# Exercise:
Pull each line containing "crate" from the data.

# Records supplied:
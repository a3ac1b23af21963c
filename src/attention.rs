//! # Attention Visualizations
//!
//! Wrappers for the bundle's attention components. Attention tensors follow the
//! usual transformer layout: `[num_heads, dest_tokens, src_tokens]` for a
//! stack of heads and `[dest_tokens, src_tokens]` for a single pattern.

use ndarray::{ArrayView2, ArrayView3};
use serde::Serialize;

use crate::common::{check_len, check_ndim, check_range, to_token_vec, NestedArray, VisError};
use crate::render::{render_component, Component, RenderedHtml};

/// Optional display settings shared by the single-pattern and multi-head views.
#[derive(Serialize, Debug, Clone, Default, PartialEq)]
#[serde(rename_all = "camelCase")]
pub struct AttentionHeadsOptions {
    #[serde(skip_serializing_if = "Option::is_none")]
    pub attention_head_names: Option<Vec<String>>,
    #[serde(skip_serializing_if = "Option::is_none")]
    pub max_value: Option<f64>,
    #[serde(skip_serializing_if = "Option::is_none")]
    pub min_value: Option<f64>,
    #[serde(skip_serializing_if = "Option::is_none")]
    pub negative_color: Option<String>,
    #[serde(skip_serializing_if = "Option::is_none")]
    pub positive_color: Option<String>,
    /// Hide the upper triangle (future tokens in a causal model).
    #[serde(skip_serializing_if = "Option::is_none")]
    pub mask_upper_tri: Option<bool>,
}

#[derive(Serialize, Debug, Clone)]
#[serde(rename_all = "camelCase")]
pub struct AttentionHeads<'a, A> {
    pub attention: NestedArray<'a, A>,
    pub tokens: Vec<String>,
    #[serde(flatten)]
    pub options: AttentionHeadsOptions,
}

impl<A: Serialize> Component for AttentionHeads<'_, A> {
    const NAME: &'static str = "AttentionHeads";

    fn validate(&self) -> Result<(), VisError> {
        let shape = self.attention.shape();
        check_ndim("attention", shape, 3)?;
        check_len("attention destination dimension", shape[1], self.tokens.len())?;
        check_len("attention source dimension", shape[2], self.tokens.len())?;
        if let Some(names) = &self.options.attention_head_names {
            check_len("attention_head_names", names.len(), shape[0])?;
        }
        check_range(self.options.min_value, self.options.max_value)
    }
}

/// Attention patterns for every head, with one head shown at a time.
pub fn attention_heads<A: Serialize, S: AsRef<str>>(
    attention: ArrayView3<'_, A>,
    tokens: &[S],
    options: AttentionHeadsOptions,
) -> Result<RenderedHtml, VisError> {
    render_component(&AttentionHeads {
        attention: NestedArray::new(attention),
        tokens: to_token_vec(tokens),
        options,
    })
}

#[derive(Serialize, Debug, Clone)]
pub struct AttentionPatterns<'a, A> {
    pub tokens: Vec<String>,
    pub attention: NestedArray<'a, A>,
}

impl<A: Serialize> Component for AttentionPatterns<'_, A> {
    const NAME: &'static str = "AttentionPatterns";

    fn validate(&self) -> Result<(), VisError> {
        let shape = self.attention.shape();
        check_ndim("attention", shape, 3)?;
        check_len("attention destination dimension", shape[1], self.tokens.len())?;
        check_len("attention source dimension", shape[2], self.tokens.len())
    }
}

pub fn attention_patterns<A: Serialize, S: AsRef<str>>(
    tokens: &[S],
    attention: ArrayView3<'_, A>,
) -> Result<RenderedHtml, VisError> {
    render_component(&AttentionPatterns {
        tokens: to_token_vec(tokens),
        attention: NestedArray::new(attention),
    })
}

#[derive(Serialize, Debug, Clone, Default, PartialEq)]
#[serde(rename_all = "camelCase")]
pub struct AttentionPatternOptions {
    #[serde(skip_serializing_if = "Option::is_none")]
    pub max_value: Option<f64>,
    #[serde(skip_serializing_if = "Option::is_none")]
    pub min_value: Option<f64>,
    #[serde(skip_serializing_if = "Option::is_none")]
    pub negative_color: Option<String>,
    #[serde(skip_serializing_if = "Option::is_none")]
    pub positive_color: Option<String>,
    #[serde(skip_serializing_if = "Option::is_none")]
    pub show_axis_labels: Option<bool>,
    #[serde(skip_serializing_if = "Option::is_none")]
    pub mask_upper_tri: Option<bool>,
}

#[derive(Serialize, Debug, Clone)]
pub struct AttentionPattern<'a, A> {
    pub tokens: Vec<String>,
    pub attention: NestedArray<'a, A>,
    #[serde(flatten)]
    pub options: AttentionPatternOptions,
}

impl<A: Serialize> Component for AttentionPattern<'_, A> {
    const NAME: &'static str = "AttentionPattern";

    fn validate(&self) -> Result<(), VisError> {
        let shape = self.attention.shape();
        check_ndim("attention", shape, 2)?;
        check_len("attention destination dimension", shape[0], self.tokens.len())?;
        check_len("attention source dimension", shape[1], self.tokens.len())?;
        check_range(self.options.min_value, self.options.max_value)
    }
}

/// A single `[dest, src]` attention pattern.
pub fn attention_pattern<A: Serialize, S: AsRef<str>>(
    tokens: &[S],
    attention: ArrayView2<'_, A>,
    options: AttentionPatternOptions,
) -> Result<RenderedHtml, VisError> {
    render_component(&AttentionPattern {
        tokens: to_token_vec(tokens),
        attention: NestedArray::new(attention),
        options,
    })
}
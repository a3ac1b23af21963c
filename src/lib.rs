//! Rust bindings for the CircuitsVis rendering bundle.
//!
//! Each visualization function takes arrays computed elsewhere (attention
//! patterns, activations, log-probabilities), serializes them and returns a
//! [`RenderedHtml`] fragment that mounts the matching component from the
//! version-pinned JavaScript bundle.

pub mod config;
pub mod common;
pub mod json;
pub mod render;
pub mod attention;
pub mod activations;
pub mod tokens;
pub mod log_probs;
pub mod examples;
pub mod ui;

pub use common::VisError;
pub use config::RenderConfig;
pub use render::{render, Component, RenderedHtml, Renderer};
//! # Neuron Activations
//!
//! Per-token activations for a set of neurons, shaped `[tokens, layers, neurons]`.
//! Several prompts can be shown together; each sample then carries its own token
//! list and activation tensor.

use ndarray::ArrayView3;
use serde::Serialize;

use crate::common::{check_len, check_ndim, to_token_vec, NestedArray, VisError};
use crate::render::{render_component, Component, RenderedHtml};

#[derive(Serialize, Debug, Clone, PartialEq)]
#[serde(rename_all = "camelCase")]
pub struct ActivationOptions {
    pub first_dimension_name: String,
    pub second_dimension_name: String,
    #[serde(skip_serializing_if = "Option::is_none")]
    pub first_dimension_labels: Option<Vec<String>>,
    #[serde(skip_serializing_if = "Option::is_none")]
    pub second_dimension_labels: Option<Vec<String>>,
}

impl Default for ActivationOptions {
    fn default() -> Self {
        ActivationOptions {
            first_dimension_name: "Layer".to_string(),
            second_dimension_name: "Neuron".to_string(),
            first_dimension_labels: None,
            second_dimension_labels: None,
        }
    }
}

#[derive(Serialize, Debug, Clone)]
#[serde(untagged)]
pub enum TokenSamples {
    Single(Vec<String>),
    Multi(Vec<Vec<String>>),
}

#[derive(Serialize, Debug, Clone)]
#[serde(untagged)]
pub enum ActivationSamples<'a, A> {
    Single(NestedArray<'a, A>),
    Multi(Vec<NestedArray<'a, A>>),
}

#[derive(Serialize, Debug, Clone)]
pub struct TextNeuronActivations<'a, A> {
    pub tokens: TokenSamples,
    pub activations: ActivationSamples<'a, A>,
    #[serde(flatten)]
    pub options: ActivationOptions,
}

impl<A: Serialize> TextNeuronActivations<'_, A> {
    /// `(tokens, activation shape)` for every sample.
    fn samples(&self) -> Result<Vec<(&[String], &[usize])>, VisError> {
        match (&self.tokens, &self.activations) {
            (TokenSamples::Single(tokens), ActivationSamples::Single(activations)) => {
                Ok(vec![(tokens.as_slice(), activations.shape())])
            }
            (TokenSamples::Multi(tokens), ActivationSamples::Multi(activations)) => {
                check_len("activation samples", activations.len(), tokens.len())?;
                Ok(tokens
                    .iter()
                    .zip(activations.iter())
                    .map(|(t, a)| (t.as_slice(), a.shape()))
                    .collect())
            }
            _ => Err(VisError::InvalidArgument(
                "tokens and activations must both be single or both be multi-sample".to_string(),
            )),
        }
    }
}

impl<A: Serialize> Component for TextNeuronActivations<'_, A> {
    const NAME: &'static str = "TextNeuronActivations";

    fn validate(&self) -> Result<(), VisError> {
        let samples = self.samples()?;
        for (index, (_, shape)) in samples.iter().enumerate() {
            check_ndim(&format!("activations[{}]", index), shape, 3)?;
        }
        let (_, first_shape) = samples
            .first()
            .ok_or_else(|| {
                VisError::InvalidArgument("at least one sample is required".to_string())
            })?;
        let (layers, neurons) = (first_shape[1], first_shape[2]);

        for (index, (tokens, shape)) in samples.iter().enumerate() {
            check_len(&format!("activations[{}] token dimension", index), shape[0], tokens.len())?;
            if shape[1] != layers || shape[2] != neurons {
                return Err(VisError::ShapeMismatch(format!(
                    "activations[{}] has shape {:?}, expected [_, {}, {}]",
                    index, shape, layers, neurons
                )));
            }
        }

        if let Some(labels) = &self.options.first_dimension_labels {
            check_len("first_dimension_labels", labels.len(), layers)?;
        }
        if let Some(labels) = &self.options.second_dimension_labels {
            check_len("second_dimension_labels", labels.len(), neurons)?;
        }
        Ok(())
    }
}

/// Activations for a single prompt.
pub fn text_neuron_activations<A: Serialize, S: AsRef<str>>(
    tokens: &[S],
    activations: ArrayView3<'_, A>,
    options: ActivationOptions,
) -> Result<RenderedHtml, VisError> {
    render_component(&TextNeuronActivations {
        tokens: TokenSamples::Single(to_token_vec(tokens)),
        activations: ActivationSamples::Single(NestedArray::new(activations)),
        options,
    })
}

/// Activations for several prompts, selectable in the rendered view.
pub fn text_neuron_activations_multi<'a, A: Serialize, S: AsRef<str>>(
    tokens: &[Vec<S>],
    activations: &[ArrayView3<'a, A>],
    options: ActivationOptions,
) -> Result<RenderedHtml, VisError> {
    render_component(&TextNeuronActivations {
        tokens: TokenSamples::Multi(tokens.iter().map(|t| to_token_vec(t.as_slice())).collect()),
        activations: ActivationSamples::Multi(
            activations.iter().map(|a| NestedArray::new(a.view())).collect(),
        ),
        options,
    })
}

# Response to the exercise:
use crate::common::{check_len, check_ndim, check_range, to_token_vec, NestedArray, VisError};
use crate::render::{render_component, Component, RenderedHtml};
use crate::common::{check_len, check_ndim, to_token_vec, NestedArray, VisError};
use crate::render::{render_component, Component, RenderedHtml};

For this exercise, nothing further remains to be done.